Inflation is a ubiquitous phenomenon in modern day economics and in India inflation has always been high which is not uncommon in fast developing countries. When analyzing the tea wages we need to account for the inflation so as to ascertain the true living conditions of the workers, such an inflation adjusted wage is called Real Wage while the wage not accounted for inflation is called Nominal Wage. The real wage of the plantation wage in India have been on a decline and as can be seen in the table below the real wages of the tea plantations in the country have gone down to Rs 1.78 (at 1960 price level), as said earlier the wages in Kerala and Tamil Nadu are double that of Assam so it's highly likely that the true real wage of Assam is lower than Rs 1.78 which indeed is a shame for Assam being the producer of 52% of the country's total tea produce and 1/6th of the total world tea production.

Real Wages (at 1960 price level)

Many reports have been complied to throw light on the deplorable conditions of the workers in Assam but none has been as comprehensive and detailed as the one made by Columbia Law School, who carried out a case study of Tata's tea plantation subsidiary Amalgamated Plantations Pvt Ltd (APPL).

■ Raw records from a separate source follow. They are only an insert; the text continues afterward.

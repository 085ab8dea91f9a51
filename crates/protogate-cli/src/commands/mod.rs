//! CLI command implementations.

pub mod generate;
pub mod init;
pub mod lint;
pub mod list_targets;
pub mod output;
pub mod run;

use anyhow::{Context, Result};
use protogate_core::Config;
use std::path::{Path, PathBuf};

/// Project-level config file names, checked in order.
const PROJECT_CONFIG_NAMES: &[&str] = &["protogate.toml", ".protogate.toml"];

/// Config file name within the global config directory.
const GLOBAL_CONFIG_NAME: &str = "config.toml";

/// Loads the effective configuration for a project directory and returns
/// it with the absolute base path relative config entries resolve against.
///
/// Precedence: the `--config` flag (trusted as given; a missing file is a
/// load error), then `protogate.toml` / `.protogate.toml` in the project
/// directory, then `$PROTOGATE_CONFIG_DIR` or `~/.protogate/config.toml`,
/// then compiled-in defaults.
pub(crate) fn load_config(project: &Path, explicit: Option<&Path>) -> Result<(Config, PathBuf)> {
    let base = project
        .canonicalize()
        .with_context(|| format!("project path not found: {}", project.display()))?;

    let config = match find_config(&base, explicit, global_config_dir()) {
        Some(path) => Config::from_file(&path)
            .with_context(|| format!("Failed to load config: {}", path.display()))?,
        None => {
            tracing::debug!("No config file found; using defaults");
            Config::default()
        }
    };

    Ok((config, base))
}

/// Picks the config file to load, if any. `global_dir` is a parameter so
/// tests can run without touching the environment.
fn find_config(
    base: &Path,
    explicit: Option<&Path>,
    global_dir: Option<PathBuf>,
) -> Option<PathBuf> {
    if let Some(path) = explicit {
        return Some(path.to_path_buf());
    }

    for name in PROJECT_CONFIG_NAMES {
        let candidate = base.join(name);
        if candidate.exists() {
            tracing::debug!("Found project config: {}", candidate.display());
            return Some(candidate);
        }
    }

    let candidate = global_dir?.join(GLOBAL_CONFIG_NAME);
    if candidate.exists() {
        tracing::info!("Using global config: {}", candidate.display());
        return Some(candidate);
    }

    None
}

/// Global config directory: `$PROTOGATE_CONFIG_DIR` if set, else
/// `~/.protogate/`. The env var override serves CI images with no home
/// directory.
fn global_config_dir() -> Option<PathBuf> {
    match std::env::var_os("PROTOGATE_CONFIG_DIR") {
        Some(dir) => Some(PathBuf::from(dir)),
        None => home::home_dir().map(|h| h.join(".protogate")),
    }
}

#[cfg(test)]
mod tests {
    use super::*;
    use std::fs;
    use tempfile::TempDir;

    #[test]
    fn explicit_flag_wins_over_project_file() {
        let project = TempDir::new().unwrap();
        fs::write(project.path().join("protogate.toml"), "").unwrap();
        let custom = project.path().join("custom.toml");
        fs::write(&custom, "").unwrap();

        let found = find_config(project.path(), Some(&custom), None);
        assert_eq!(found, Some(custom));
    }

    #[test]
    fn explicit_flag_is_trusted_without_an_existence_check() {
        // The load step reports the missing file, not the lookup.
        let found = find_config(Path::new("/tmp"), Some(Path::new("/nonexistent.toml")), None);
        assert_eq!(found, Some(PathBuf::from("/nonexistent.toml")));
    }

    #[test]
    fn project_file_names_are_checked_in_order() {
        let project = TempDir::new().unwrap();
        fs::write(project.path().join("protogate.toml"), "").unwrap();
        fs::write(project.path().join(".protogate.toml"), "").unwrap();

        let found = find_config(project.path(), None, None);
        assert_eq!(found, Some(project.path().join("protogate.toml")));
    }

    #[test]
    fn dot_prefixed_project_file_is_found() {
        let project = TempDir::new().unwrap();
        fs::write(project.path().join(".protogate.toml"), "").unwrap();

        let found = find_config(project.path(), None, None);
        assert_eq!(found, Some(project.path().join(".protogate.toml")));
    }

    #[test]
    fn global_config_is_a_fallback_only() {
        let project = TempDir::new().unwrap();
        let global = TempDir::new().unwrap();
        fs::write(global.path().join("config.toml"), "").unwrap();

        let found = find_config(project.path(), None, Some(global.path().to_path_buf()));
        assert_eq!(found, Some(global.path().join("config.toml")));

        fs::write(project.path().join("protogate.toml"), "").unwrap();
        let found = find_config(project.path(), None, Some(global.path().to_path_buf()));
        assert_eq!(found, Some(project.path().join("protogate.toml")));
    }

    #[test]
    fn global_dir_without_config_file_yields_none() {
        let project = TempDir::new().unwrap();
        let global = TempDir::new().unwrap();

        let found = find_config(project.path(), None, Some(global.path().to_path_buf()));
        assert_eq!(found, None);
    }

    #[test]
    fn no_config_anywhere_yields_none() {
        let project = TempDir::new().unwrap();
        assert_eq!(find_config(project.path(), None, None), None);
    }

    #[test]
    fn load_config_reads_the_project_file() {
        let project = TempDir::new().unwrap();
        fs::write(
            project.path().join("protogate.toml"),
            "schema_dir = \"schemas\"\n",
        )
        .unwrap();

        let (config, base) = load_config(project.path(), None).unwrap();
        assert_eq!(config.schema_dir, PathBuf::from("schemas"));
        assert_eq!(base, project.path().canonicalize().unwrap());
    }

    #[test]
    fn load_config_rejects_a_missing_project_dir() {
        assert!(load_config(Path::new("/nonexistent/project"), None).is_err());
    }
}
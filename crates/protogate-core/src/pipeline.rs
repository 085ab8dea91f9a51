//! The pipeline driver: install → generate → rewrite → orchestrate.
//!
//! Strictly sequential and fail-fast: each stage's on-disk side effects
//! are a hard precondition for the next, and any stage failure is
//! terminal for the run. There is no partial-success state beyond "which
//! stage and which target failed".

use crate::engine::{AnalysisEngine, EngineError};
use crate::generator::{GenerationError, SchemaCompiler, StubGenerator};
use crate::installer::{DependencyInstaller, InstallError};
use crate::orchestrator::Orchestrator;
use crate::registry::Registry;
use crate::rewriter::{rewrite_tree, RewriteError, RewriteStats};
use crate::schema::{SchemaSourceSet, StubTree};
use crate::types::RunResult;
use serde::Serialize;
use std::path::PathBuf;
use thiserror::Error;
use tracing::info;

/// Terminal failure of a pipeline run, attributed to its stage.
#[derive(Debug, Error)]
pub enum PipelineError {
    /// Dependency installation failed.
    #[error("dependency installation failed: {0}")]
    Install(#[from] InstallError),

    /// Stub generation failed; downstream rewriting and linting on an
    /// incomplete tree would produce misleading diagnostics.
    #[error("stub generation failed: {0}")]
    Generation(#[from] GenerationError),

    /// Import rewriting failed; an inconsistently rewritten tree is worse
    /// than no tree.
    #[error("import rewriting failed: {0}")]
    Rewrite(#[from] RewriteError),

    /// The analysis engine itself misbehaved.
    #[error("analysis engine failed: {0}")]
    Engine(#[from] EngineError),

    /// A lint target failed its checks: the designed terminal outcome
    /// when code quality gates fail, not a crash.
    #[error("analysis failed for target `{target}`")]
    Analysis {
        /// Name of the failing target.
        target: String,
        /// Every result up to and including the failure, in order.
        results: Vec<RunResult>,
    },
}

/// Rewrite statistics for one stub tree.
#[derive(Debug, Clone, Serialize)]
pub struct TreeRewrite {
    /// Package path of the rewritten tree.
    pub package: String,
    /// Statistics of the rewrite pass.
    pub stats: RewriteStats,
}

/// Report of a fully successful pipeline run.
#[derive(Debug, Serialize)]
pub struct PipelineReport {
    /// Schema units compiled into every tree, sorted by name.
    pub units: Vec<String>,
    /// Whether the install stage actually ran (false: recorded no-op).
    pub install_ran: bool,
    /// Per-tree rewrite statistics, in tree order.
    pub rewrites: Vec<TreeRewrite>,
    /// Per-target analysis results, in registry order.
    pub results: Vec<RunResult>,
}

/// Sequences the pipeline stages over explicit directory values.
///
/// The schema directory, destination trees, and registry are passed in as
/// values (never ambient paths), so the whole pipeline runs unchanged
/// against temporary directories in tests.
pub struct Pipeline<'a, C, E, I>
where
    C: SchemaCompiler,
    E: AnalysisEngine,
    I: DependencyInstaller,
{
    compiler: &'a C,
    engine: &'a E,
    installer: &'a I,
    schema_dir: PathBuf,
    trees: Vec<StubTree>,
    registry: Registry,
}

impl<'a, C, E, I> Pipeline<'a, C, E, I>
where
    C: SchemaCompiler,
    E: AnalysisEngine,
    I: DependencyInstaller,
{
    /// Creates a pipeline over the given collaborators and layout.
    #[must_use]
    pub fn new(
        compiler: &'a C,
        engine: &'a E,
        installer: &'a I,
        schema_dir: impl Into<PathBuf>,
        trees: Vec<StubTree>,
        registry: Registry,
    ) -> Self {
        Self {
            compiler,
            engine,
            installer,
            schema_dir: schema_dir.into(),
            trees,
            registry,
        }
    }

    /// Runs the full pipeline.
    ///
    /// # Errors
    ///
    /// Returns the first failing stage's error; on a lint failure the
    /// [`PipelineError::Analysis`] variant carries every result produced
    /// before the run stopped.
    pub fn run(&self) -> Result<PipelineReport, PipelineError> {
        let install_ran = self.install()?;
        let (units, rewrites) = self.prepare_trees()?;
        let results = self.orchestrate()?;

        Ok(PipelineReport {
            units,
            install_ran,
            rewrites,
            results,
        })
    }

    /// Runs only the stub-preparation stages: install, generate both
    /// trees, rewrite both trees.
    ///
    /// # Errors
    ///
    /// Returns the first failing stage's error.
    pub fn prepare(&self) -> Result<PipelineReport, PipelineError> {
        let install_ran = self.install()?;
        let (units, rewrites) = self.prepare_trees()?;

        Ok(PipelineReport {
            units,
            install_ran,
            rewrites,
            results: Vec::new(),
        })
    }

    /// Runs only the analysis stage against existing trees.
    ///
    /// # Errors
    ///
    /// Returns [`PipelineError::Engine`] when the engine misbehaves, or
    /// [`PipelineError::Analysis`] for a failing target.
    pub fn lint(&self) -> Result<Vec<RunResult>, PipelineError> {
        self.orchestrate()
    }

    fn install(&self) -> Result<bool, PipelineError> {
        info!("Stage 1/4: dependency installation");
        Ok(self.installer.install()?)
    }

    fn prepare_trees(&self) -> Result<(Vec<String>, Vec<TreeRewrite>), PipelineError> {
        info!(
            "Stage 2/4: stub generation from {} into {} tree(s)",
            self.schema_dir.display(),
            self.trees.len()
        );
        let sources = SchemaSourceSet::discover(&self.schema_dir)?;
        let generator = StubGenerator::new(self.compiler);
        for tree in &self.trees {
            generator.generate(&sources, tree)?;
        }

        info!("Stage 3/4: import rewriting");
        let mut rewrites = Vec::with_capacity(self.trees.len());
        for tree in &self.trees {
            let stats = rewrite_tree(tree)?;
            rewrites.push(TreeRewrite {
                package: tree.package.clone(),
                stats,
            });
        }

        Ok((sources.units().to_vec(), rewrites))
    }

    fn orchestrate(&self) -> Result<Vec<RunResult>, PipelineError> {
        info!(
            "Stage 4/4: static analysis over {} target(s)",
            self.registry.len()
        );
        let outcome = Orchestrator::new(self.engine, &self.registry).run()?;

        let failing = outcome.first_failure().map(|r| r.target.clone());
        match failing {
            Some(target) => Err(PipelineError::Analysis {
                target,
                results: outcome.results,
            }),
            None => Ok(outcome.results),
        }
    }
}
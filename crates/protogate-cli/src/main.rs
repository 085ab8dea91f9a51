//! protogate CLI tool.
//!
//! Usage:
//! ```bash
//! protogate run [PATH]
//! protogate generate [PATH]
//! protogate lint [PATH]
//! protogate list-targets [PATH]
//! protogate init
//! ```

use anyhow::Result;
use clap::{Parser, Subcommand};
use std::path::PathBuf;
use tracing_subscriber::EnvFilter;

mod commands;

/// Shared-schema stub generation and lint pipeline for multi-package repos
#[derive(Parser)]
#[command(name = "protogate")]
#[command(author, version, about, long_about = None)]
struct Cli {
    /// Enable verbose output
    #[arg(short, long, global = true)]
    verbose: bool,

    /// Path to configuration file
    #[arg(short, long, global = true)]
    config: Option<PathBuf>,

    #[command(subcommand)]
    command: Commands,
}

#[derive(Subcommand)]
enum Commands {
    /// Run the full pipeline: install, generate, rewrite, lint
    Run {
        /// Project root (default: current directory)
        #[arg(default_value = ".")]
        path: PathBuf,

        /// Output format
        #[arg(short, long, default_value = "text")]
        format: OutputFormat,
    },

    /// Generate and rewrite the stub trees without linting
    Generate {
        /// Project root (default: current directory)
        #[arg(default_value = ".")]
        path: PathBuf,
    },

    /// Lint against existing stub trees without regenerating
    Lint {
        /// Project root (default: current directory)
        #[arg(default_value = ".")]
        path: PathBuf,

        /// Output format
        #[arg(short, long, default_value = "text")]
        format: OutputFormat,
    },

    /// Print the configured lint target registry
    ListTargets {
        /// Project root (default: current directory)
        #[arg(default_value = ".")]
        path: PathBuf,
    },

    /// Initialize configuration file
    Init {
        /// Overwrite existing config
        #[arg(long)]
        force: bool,
    },
}

/// Output format for run results.
#[derive(Clone, Copy, Debug, Default, clap::ValueEnum)]
pub enum OutputFormat {
    /// Human-readable text output.
    #[default]
    Text,
    /// JSON output.
    Json,
    /// One-line-per-diagnostic compact format.
    Compact,
}

fn main() -> Result<()> {
    let cli = Cli::parse();

    let filter = if cli.verbose {
        EnvFilter::new("debug")
    } else {
        EnvFilter::new("info")
    };

    tracing_subscriber::fmt()
        .with_env_filter(filter)
        .with_target(false)
        .init();

    match cli.command {
        Commands::Run { path, format } => commands::run::run(&path, format, cli.config.as_deref()),
        Commands::Generate { path } => commands::generate::run(&path, cli.config.as_deref()),
        Commands::Lint { path, format } => {
            commands::lint::run(&path, format, cli.config.as_deref())
        }
        Commands::ListTargets { path } => commands::list_targets::run(&path, cli.config.as_deref()),
        Commands::Init { force } => commands::init::run(force),
    }
}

According to the report APPL is complicit in keeping the wages low by setting daily quotas for each task, if they are not able to meet the daily targets then the workers may face deductions of upto half of their daily wages. Though the tea estates have had better chemicals to up the productivity tea plucking techniques haven't changed much, even then the daily targets have increased by 40% on the APPL plantations between 2007-2013. As a result, wage deductions have become more frequent and adding salt to injury workers' wages are on average deducted by almost 30% for both statute enabled provident fund deductions and payments to the company for electricity usage, based on the sample of the case study 50% of the net pay is used to pay off the electricity fees to the company. Even after paying 30-40% of the wages the living conditions have been so bad that it must have made the workers yearn for Stone Age like conditions, which in this case would be a major improvement. The tea estates have always witnessed exploitation of the higher order and this is more evident when one looks at maternal mortality rates, in the 5 major tea producing districts (Sibsagar, Dibrugarh, Jorhat, Golaghat, Tinsukia) the maternal mortality rate is 404 per 100,000 live births while India's maternal maternity is 167 per 100,000 live births, exploitation had been so rampant in the tea estates during British Raj that the issue was once raised by one of the British parliamentarians in a house of commons sessions in 1883, in his address to the house he talked about the death rate of Assam tea estates being abnormally high at 465.7 deaths per 1000. Yes, that is half of the tea estate population. It's not just wage discrimination and poor living conditions that the workers have to put up with, tea estates have been the hotbed of human rights abuses be it the child slavery or slave trade. PM Modi in his Independence Day speech rakes up human rights issue in Balochistan to please the war hungry middle class of our nation but a more sensible step would be to shun Balochistan and deal with our Doomur Dullings and Monabaries first.

Tea was originally grown in China, later it spread to its neighbours. Britishers found it expensive to trade tea from China for gold coins hence they experimented tea cultivation in India, Chabua near Dibrugarh has the distinction of having the first tea estate in the country. Being a labor intensive industry the British relied on the Kachari tribes for labor however once the scale of production increased it brought in huge number of laborers from Jharkhand, Bihar, West Bengal. Many of them belonged to the bottom of the caste hierarchy and this colonial practice of employment based on castehas remained intact till date which is suggestive of a parallel captive society in the tea estates. Many of the tea pickers are Dalits or Adivasis while the staff of the tea estates dominated by Ahoms. In Assam there is no saint as revered as Sankardeva and it's ironic that we find such blatant caste based discrimination in Sankardeva's land and do not act upon it, maybe we value the morning tea more than their lives since we are the ultimate beneficiaries of low priced tea.